Today we also had to go to Dr C. Mum had to take a deep breath before we went in because she is so furious with him  for not sorting out my tummy earlier. The appointment was not very comfortable, mummy was obviously very cross with the doctor and she could not really say anything because he had not heard from the gastroenterologist and so mummy could not say anything that might make her look stupid later. Basically I think though that we have to get a new doctor, mummy, daddy and I have lost a bit of faith in Dr C after 6 months of sleepless nights.

Sunday

No update

Monday 8 October 2001

I was in a shocking mood all day. I went shopping with mummy and I refused to sleep and I am too angry to write in my diary. I am not coping with the tiny amount of sleep I am getting at the moment.

Tuesday

Father's group because we are all about equality

Sunday 7 October 2010

Today we had mother’s group for father’s as well. It was pretty groovy for dad to get to know all the other baby’s.  It was quite a lot of fun and dad was so happy that although I am the smallest I do not look that small anymore next to the others. We posed for photographs and we played around and then we had to go because we were going out for lunch.

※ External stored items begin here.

//! Small glTF models for tests.
//!
//! Every model has the same tree: a `falcon` group holding a `hull` mesh
//! and an `engines` mesh with two primitives, all sharing one triangle.

use base64::Engine as _;

/// Nodes in a loaded fixture subtree, including the loader's root group.
pub const MODEL_NODE_COUNT: usize = 6;
/// Mesh nodes in a loaded fixture subtree.
pub const MODEL_MESH_NODES: usize = 3;

const BUFFER_LEN: usize = 44;

const DOCUMENT: &str = r#"{
  "asset": { "version": "2.0" },
  "scene": 0,
  "scenes": [{ "nodes": [0] }],
  "nodes": [
    { "name": "falcon", "children": [1, 2] },
    { "name": "hull", "mesh": 0, "translation": [0.0, 0.5, 0.0] },
    { "name": "engines", "mesh": 1 }
  ],
  "meshes": [
    { "primitives": [{ "attributes": { "POSITION": 0 }, "indices": 1, "material": 0 }] },
    { "primitives": [
        { "attributes": { "POSITION": 0 }, "indices": 1 },
        { "attributes": { "POSITION": 0 } }
    ] }
  ],
  "materials": [{ "pbrMetallicRoughness": { "baseColorFactor": [0.8, 0.1, 0.1, 1.0] } }],
  "buffers": [BUFFER],
  "bufferViews": [
    { "buffer": 0, "byteOffset": 0, "byteLength": 36 },
    { "buffer": 0, "byteOffset": 36, "byteLength": 6 }
  ],
  "accessors": [
    { "bufferView": 0, "componentType": 5126, "count": 3, "type": "VEC3",
      "min": [0.0, 0.0, -1.0], "max": [1.0, 0.0, 0.0] },
    { "bufferView": 1, "componentType": 5123, "count": 3, "type": "SCALAR" }
  ]
}"#;

/// One triangle: three `f32x3` positions then three `u16` indices, padded.
pub fn geometry_bin() -> Vec<u8> {
    let mut bytes = Vec::with_capacity(BUFFER_LEN);
    for p in [[0.0f32, 0.0, 0.0], [1.0, 0.0, 0.0], [0.0, 0.0, -1.0]] {
        for c in p {
            bytes.extend_from_slice(&c.to_le_bytes());
        }
    }
    for i in [0u16, 1, 2] {
        bytes.extend_from_slice(&i.to_le_bytes());
    }
    bytes.resize(BUFFER_LEN, 0);
    bytes
}

fn document(buffer: &str) -> Vec<u8> {
    DOCUMENT.replace("BUFFER", buffer).into_bytes()
}

/// A `.gltf` with its buffer inlined as a base64 data URI.
pub fn embedded_gltf() -> Vec<u8> {
    let data = base64::engine::general_purpose::STANDARD.encode(geometry_bin());
    document(&format!(
        r#"{{ "byteLength": {BUFFER_LEN}, "uri": "data:application/octet-stream;base64,{data}" }}"#
    ))
}

/// A `.gltf` referencing an external buffer at `uri`, plus that buffer.
pub fn external_gltf(uri: &str) -> (Vec<u8>, Vec<u8>) {
    let gltf = document(&format!(r#"{{ "byteLength": {BUFFER_LEN}, "uri": "{uri}" }}"#));
    (gltf, geometry_bin())
}

/// A binary `.glb` with the buffer in its BIN chunk.
pub fn glb() -> Vec<u8> {
    let mut json = document(&format!(r#"{{ "byteLength": {BUFFER_LEN} }}"#));
    while json.len() % 4 != 0 {
        json.push(b' ');
    }
    let bin = geometry_bin();
    let total = 12 + 8 + json.len() + 8 + bin.len();

    let mut out = Vec::with_capacity(total);
    out.extend_from_slice(b"glTF");
    out.extend_from_slice(&2u32.to_le_bytes());
    out.extend_from_slice(&(total as u32).to_le_bytes());
    out.extend_from_slice(&(json.len() as u32).to_le_bytes());
    out.extend_from_slice(b"JSON");
    out.extend_from_slice(&json);
    out.extend_from_slice(&(bin.len() as u32).to_le_bytes());
    out.extend_from_slice(b"BIN\0");
    out.extend_from_slice(&bin);
    out
}
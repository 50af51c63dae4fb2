//! wgpu backend for the viewer.
//!
//! Renders every mesh node with a single spotlight: a depth-only shadow
//! pass from the light, then a lit pass with a cone falloff and filtered
//! shadow lookups.
//!
//! # Invariants
//! - The renderer never mutates the scene, camera or viewport.
//! - Mesh geometry is uploaded once per handle, on first use.

mod gpu;
mod shaders;

pub use gpu::{RenderSettings, WgpuFrame, WgpuRenderer};
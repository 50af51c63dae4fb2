//! Input: raw pointer gestures mapped to camera actions.
//!
//! # Invariants
//! - The camera consumes actions, never raw window events.
//! - Deltas are in logical pixels; wheel deltas in notches (positive = away from the user).

pub mod action;

pub use action::{CameraAction, PointerButton, PointerTracker};
//! The viewer's application context.
//!
//! [`ViewerContext`] owns the viewport, camera rig, scene graph, mesh store
//! and asset loader, and runs one frame at a time: loader events first,
//! then the camera update, then the draw. Shells (the desktop window, the
//! CLI) own a context and feed it input, resizes and frame ticks.

mod config;
mod context;

pub use config::{
    CameraConfig, ConfigError, GroundConfig, LightConfig, ModelConfig, RendererConfig,
    ViewerConfig, WindowConfig, default_controls,
};
pub use context::{LoadStatus, ViewerContext, ViewerError};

Today my uncle arrived from South Africa and we were all very excited. I thought that I wouldn't get to meet him today because we waited around at my aunt for ages and he did not come but then after my bath, just as I was getting ready for bed he arrived. I got to stay up late and chat with them. He says that I look very different from the last time that he saw me – he also looks quite different to me.

I had three proper meals today, banana and apple cereal for breakfast, pumpkin for lunch, and banana and pear for dinner. Mum and dad are ecstatic.

I had another shocking night. Mum and dad have now had to put up sides on their bed so that I can sleep in it without fear of falling out.

They leave me to cry alone. FOR THREE WHOLE MINUTES

Saturday 6 October 2001 

I am in a bit of a narky mood today – mum is wishing for teeth so that she can explain away my behaviour.

We had a lot of chores to do, we went shopping and we went to find me a highchair but the thing that I liked best was going to the park where we all ate fruit salad under the trees – going to the park with mum and dad on the weekend is one of my favourite things. I will add that I also loved sitting in the high chairs in the shop – I just know that a bit of practice sitting in the high chair and I will be sitting on my own in no time.

Tonight I really did not want to go to sleep and mummy and daddy got so exasperated that they let me cry all on my own. It was traumatic for every single one of us. I cried on my own for three minutes and then mom started to cry and it took 25 minutes to console me. I have also learned that I can really scream now and that way I can get my parents to do anything that I want. I scream so that I sound like I am in pain. It really scares them a bit but at least then I get to sleep in their arms or their bed and not my cot all on my own

Sunday

Attempting to roll

Friday 5 October 2001
This morning we had a tea party at home. Mummy's friend who is a doctor and her son came because mummy thought that we should meet them, the mum is a radiologist and the son has had a berium so they are “experts” in the field - oh and also because they are very nice.  We also had some other people and it was fun. I was glad to meet a boy who had had so many major tummy issues and was now over them and big and healthy.

We went to visit granny later and we also did some more shopping because today is my Pop’s birthday and he is coming for dinner.

I am now straining my neck all the time to see what is going on behind me as well as in front of me and that is doing wonders for my attempts at rolling – however my one arm still keeps getting stuck under me and so my rolling is still a bit stinted.